_Task requirements_
In the listing below, find the line containing "stdin().read_line(&mut s)?;" and the line containing "result takes the". Repeat exactly those two lines and every line between them, nothing more.

_Input data_
<<<<
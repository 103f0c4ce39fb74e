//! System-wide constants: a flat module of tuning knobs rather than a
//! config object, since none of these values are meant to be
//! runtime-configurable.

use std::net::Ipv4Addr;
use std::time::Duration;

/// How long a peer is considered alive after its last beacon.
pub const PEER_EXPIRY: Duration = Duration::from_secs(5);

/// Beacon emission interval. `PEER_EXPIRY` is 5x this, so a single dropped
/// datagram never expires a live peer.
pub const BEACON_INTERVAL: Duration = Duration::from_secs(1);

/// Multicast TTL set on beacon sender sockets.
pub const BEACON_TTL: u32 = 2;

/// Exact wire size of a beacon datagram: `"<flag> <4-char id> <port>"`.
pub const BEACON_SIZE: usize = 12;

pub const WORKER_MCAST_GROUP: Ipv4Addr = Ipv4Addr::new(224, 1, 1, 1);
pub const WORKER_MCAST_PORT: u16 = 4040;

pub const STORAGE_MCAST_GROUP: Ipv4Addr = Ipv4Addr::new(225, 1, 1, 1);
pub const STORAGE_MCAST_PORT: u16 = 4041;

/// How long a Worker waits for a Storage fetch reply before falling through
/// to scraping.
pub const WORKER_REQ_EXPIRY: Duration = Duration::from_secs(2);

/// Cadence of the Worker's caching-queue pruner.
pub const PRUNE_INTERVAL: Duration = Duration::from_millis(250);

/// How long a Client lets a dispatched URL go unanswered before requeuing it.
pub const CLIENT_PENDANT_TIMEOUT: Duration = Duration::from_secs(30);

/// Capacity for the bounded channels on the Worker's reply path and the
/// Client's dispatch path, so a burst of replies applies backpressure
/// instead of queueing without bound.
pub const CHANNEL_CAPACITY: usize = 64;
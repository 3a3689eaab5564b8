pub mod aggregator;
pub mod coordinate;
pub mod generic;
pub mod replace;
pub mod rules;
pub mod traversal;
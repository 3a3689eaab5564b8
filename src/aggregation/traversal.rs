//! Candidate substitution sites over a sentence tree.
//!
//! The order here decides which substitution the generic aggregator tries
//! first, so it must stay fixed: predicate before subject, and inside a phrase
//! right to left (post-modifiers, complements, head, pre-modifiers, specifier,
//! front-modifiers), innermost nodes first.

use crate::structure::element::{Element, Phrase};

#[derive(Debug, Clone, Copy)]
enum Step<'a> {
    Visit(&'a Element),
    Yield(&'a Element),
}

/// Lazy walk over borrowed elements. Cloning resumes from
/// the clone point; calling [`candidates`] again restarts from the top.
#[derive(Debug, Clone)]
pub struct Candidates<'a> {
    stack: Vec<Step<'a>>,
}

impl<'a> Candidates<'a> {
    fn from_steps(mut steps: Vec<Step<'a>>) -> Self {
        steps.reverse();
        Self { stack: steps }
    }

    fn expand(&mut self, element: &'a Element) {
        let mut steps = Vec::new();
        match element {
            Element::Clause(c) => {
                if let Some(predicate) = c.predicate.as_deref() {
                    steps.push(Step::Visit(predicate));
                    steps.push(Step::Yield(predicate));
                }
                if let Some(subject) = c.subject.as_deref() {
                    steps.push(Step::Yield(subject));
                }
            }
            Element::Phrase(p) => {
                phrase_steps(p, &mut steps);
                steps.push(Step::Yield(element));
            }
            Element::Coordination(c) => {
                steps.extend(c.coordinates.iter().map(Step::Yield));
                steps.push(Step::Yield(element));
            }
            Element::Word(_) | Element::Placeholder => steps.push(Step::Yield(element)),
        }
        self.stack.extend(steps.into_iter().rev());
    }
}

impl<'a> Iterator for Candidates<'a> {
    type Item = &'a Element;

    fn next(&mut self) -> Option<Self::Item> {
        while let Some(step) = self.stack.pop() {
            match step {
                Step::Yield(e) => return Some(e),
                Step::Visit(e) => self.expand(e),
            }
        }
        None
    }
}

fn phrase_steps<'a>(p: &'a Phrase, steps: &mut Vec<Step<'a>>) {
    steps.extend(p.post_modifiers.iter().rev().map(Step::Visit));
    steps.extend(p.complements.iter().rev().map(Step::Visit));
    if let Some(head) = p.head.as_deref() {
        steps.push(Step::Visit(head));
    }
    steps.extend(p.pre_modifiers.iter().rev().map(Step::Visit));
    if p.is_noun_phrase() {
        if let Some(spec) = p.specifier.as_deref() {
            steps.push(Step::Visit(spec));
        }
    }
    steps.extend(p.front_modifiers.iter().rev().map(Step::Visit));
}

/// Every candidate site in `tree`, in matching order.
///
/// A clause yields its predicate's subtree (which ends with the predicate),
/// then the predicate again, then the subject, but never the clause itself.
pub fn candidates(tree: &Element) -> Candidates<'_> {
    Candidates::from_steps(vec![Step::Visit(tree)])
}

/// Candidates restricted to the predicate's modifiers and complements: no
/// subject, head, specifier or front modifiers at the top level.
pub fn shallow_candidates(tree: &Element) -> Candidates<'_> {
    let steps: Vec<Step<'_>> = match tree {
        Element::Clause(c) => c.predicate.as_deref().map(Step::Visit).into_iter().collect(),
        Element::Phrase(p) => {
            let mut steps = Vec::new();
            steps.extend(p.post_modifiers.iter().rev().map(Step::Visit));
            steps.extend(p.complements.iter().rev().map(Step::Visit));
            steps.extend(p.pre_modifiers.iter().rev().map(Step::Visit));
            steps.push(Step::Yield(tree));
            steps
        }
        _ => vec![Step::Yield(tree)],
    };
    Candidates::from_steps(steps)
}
>>>>
<<<<
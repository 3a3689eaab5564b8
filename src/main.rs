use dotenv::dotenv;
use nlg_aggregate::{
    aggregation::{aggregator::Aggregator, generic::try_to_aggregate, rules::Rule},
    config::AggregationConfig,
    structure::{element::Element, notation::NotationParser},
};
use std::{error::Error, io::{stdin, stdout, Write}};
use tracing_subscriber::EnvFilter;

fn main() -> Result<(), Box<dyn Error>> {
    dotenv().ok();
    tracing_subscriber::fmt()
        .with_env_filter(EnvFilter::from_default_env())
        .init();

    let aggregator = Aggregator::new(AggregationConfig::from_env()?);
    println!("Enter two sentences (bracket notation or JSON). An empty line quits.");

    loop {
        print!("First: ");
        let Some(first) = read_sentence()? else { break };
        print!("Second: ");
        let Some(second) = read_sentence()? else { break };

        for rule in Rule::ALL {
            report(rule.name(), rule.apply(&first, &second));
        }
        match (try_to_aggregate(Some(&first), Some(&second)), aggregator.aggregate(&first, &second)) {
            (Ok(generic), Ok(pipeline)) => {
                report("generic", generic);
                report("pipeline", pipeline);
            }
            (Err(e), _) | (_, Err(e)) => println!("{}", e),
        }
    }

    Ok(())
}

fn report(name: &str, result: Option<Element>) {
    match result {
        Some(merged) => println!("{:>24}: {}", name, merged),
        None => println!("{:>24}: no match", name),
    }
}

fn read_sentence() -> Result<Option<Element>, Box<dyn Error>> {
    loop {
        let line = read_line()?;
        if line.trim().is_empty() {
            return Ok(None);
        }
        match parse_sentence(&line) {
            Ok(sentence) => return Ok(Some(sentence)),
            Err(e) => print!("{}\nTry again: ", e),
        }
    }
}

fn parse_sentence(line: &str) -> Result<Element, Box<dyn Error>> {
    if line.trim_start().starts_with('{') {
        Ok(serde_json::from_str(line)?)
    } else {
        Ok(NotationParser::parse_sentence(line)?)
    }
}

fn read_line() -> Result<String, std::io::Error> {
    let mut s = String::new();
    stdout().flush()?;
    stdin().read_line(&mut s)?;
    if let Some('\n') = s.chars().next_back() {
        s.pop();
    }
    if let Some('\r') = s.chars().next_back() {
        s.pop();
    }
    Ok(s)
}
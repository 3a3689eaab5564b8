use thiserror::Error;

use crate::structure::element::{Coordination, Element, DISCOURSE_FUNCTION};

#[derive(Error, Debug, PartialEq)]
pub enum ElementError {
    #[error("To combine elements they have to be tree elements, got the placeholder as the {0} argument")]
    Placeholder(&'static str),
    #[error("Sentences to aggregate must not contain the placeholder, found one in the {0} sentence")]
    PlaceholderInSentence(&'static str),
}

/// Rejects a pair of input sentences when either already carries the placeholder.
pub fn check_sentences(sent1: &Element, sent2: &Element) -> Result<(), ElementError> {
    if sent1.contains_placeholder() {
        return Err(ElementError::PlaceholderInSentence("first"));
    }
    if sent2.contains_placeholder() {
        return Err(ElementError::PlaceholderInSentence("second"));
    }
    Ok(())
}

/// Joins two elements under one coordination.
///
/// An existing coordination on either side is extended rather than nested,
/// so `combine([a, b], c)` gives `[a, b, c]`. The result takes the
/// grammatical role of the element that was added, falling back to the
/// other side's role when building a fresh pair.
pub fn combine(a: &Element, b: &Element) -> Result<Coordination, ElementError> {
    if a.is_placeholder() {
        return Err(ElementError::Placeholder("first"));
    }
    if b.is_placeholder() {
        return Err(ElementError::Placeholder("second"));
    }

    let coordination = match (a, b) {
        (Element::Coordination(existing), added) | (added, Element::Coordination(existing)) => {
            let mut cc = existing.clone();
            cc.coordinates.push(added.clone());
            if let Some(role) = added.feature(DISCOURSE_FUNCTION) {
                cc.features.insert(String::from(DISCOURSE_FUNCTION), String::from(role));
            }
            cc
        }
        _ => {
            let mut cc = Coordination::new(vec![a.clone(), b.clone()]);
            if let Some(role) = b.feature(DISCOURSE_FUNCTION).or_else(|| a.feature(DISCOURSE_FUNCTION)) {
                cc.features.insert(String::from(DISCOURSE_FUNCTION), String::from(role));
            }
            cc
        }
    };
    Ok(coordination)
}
>>>>
<<<<
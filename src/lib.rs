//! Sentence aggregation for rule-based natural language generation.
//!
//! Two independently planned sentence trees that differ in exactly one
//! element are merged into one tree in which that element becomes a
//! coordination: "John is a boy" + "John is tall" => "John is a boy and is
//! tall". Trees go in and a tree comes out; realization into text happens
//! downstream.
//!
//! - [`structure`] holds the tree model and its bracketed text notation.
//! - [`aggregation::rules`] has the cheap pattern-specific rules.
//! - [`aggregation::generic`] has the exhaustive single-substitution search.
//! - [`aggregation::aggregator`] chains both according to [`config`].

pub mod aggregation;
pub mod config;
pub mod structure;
>>>>
_Written reply_
    stdin().read_line(&mut s)?;
    if let Some('\n') = s.chars().next_back() {
        s.pop();
    }
    if let Some('\r') = s.chars().next_back() {
        s.pop();
    }
    Ok(s)
}
repository 3a3689eaab5564b8
use thiserror::Error;

use crate::structure::element::{Coordination, Element, DISCOURSE_FUNCTION};

#[derive(Error, Debug, PartialEq)]
pub enum ElementError {
    #[error("To combine elements they have to be tree elements, got the placeholder as the {0} argument")]
    Placeholder(&'static str),
    #[error("Sentences to aggregate must not contain the placeholder, found one in the {0} sentence")]
    PlaceholderInSentence(&'static str),
}

/// Rejects a pair of input sentences when either already carries the placeholder.
pub fn check_sentences(sent1: &Element, sent2: &Element) -> Result<(), ElementError> {
    if sent1.contains_placeholder() {
        return Err(ElementError::PlaceholderInSentence("first"));
    }
    if sent2.contains_placeholder() {
        return Err(ElementError::PlaceholderInSentence("second"));
    }
    Ok(())
}

/// Joins two elements under one coordination.
///
/// An existing coordination on either side is extended rather than nested,
/// so `combine([a, b], c)` gives `[a, b, c]`. The result takes the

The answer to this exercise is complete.